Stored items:
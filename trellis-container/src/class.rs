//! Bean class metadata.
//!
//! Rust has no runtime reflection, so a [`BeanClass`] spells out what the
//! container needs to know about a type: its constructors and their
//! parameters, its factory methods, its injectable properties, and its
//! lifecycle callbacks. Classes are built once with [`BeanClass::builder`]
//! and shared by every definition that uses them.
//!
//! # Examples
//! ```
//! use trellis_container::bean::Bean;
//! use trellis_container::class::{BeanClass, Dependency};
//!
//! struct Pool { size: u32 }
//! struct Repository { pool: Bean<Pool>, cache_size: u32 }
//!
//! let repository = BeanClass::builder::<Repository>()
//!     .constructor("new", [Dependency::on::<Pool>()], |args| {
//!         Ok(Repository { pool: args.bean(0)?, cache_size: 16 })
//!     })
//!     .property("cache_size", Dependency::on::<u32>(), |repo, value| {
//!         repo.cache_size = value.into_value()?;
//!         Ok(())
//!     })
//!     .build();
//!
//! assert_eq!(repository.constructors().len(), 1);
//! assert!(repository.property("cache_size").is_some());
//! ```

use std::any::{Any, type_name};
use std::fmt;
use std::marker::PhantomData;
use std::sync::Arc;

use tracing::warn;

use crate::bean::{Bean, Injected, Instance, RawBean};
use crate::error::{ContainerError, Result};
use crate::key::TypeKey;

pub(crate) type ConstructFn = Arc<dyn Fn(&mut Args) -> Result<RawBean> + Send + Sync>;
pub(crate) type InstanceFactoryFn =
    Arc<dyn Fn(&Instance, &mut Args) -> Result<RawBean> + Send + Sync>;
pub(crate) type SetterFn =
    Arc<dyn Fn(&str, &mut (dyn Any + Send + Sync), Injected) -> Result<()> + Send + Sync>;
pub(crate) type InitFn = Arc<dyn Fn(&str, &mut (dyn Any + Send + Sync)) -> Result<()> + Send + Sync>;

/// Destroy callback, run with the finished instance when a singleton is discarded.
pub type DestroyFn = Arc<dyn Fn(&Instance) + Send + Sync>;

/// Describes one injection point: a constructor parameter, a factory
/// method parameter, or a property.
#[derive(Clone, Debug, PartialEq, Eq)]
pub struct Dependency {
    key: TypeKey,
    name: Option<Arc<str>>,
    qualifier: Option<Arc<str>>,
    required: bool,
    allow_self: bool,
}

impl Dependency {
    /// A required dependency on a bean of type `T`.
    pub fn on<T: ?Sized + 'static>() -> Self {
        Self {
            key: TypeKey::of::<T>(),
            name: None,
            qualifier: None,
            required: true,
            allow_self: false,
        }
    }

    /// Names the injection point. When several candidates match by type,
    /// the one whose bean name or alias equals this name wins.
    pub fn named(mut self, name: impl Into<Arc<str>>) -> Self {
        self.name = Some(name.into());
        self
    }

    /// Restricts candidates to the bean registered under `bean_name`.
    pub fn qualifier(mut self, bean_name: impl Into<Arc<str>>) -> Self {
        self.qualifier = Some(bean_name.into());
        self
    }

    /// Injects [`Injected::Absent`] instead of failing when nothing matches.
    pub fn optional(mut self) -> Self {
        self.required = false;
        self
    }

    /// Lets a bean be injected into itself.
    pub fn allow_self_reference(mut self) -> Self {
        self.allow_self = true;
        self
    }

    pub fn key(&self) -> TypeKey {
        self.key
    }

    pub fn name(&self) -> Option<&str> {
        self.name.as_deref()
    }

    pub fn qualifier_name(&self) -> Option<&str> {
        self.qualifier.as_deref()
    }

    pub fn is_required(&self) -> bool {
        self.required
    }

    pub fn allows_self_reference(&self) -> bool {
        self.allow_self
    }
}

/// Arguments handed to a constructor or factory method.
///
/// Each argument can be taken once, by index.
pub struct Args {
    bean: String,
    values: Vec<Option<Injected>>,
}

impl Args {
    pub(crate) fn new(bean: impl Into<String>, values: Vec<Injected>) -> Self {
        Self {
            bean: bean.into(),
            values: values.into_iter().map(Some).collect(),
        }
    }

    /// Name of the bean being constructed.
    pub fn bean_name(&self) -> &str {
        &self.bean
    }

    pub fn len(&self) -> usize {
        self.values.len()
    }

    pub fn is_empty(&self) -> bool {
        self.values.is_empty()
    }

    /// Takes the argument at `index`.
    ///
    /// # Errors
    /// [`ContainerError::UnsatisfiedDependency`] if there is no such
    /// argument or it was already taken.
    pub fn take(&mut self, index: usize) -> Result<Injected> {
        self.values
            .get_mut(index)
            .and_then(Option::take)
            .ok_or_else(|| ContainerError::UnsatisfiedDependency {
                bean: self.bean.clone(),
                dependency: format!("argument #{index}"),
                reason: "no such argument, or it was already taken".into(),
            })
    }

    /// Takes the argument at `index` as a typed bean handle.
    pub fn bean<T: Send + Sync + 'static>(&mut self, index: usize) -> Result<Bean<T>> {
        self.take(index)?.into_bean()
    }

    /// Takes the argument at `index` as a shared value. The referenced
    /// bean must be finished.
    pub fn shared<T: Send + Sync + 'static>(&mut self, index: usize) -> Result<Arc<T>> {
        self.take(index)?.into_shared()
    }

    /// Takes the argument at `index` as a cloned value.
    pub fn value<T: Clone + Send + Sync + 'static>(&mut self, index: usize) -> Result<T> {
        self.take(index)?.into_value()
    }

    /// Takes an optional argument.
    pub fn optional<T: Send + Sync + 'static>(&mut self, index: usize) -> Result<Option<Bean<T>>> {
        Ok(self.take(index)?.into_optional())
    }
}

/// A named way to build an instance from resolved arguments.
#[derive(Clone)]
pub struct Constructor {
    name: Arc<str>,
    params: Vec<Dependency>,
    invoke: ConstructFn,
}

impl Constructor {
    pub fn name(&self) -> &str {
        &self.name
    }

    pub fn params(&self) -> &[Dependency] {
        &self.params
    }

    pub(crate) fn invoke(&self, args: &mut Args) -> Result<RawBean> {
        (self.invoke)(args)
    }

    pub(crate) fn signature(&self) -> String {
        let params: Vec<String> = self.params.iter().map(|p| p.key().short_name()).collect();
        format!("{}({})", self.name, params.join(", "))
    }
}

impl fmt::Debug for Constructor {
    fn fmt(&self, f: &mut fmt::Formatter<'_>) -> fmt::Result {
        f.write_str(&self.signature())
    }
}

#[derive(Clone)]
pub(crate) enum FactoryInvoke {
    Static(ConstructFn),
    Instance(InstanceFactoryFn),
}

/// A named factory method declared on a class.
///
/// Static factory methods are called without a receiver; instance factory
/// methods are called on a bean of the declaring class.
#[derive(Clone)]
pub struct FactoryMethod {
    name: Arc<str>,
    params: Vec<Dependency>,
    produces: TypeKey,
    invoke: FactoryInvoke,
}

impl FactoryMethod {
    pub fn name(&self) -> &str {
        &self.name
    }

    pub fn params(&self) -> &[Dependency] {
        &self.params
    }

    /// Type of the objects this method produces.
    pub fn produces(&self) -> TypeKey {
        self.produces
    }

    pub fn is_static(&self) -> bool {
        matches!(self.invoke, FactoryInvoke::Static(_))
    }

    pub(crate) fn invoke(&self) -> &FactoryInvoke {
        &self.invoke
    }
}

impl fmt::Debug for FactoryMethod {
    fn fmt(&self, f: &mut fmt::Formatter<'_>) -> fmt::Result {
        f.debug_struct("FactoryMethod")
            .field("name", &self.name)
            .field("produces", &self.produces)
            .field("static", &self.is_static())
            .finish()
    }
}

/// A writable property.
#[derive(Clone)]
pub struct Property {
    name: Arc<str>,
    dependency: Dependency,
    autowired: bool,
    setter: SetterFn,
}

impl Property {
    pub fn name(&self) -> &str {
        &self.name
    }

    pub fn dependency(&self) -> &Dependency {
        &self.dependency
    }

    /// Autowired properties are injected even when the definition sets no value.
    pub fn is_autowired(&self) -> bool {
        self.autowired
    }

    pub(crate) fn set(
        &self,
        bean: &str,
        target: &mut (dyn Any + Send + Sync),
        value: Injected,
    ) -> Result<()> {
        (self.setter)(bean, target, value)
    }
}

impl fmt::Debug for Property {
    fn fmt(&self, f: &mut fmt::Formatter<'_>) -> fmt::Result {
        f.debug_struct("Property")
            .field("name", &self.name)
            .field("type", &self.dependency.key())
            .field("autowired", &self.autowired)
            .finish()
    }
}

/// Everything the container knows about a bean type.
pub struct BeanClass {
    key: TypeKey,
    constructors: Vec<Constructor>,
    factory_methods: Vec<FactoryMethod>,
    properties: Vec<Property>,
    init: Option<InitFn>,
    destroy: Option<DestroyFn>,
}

Exercise directions
When a line of the data holds the string "matches", pick it out and copy it.

Answer to the exercise
    /// Injects [`Injected::Absent`] instead of failing when nothing matches.
        matches!(self.invoke, FactoryInvoke::Static(_))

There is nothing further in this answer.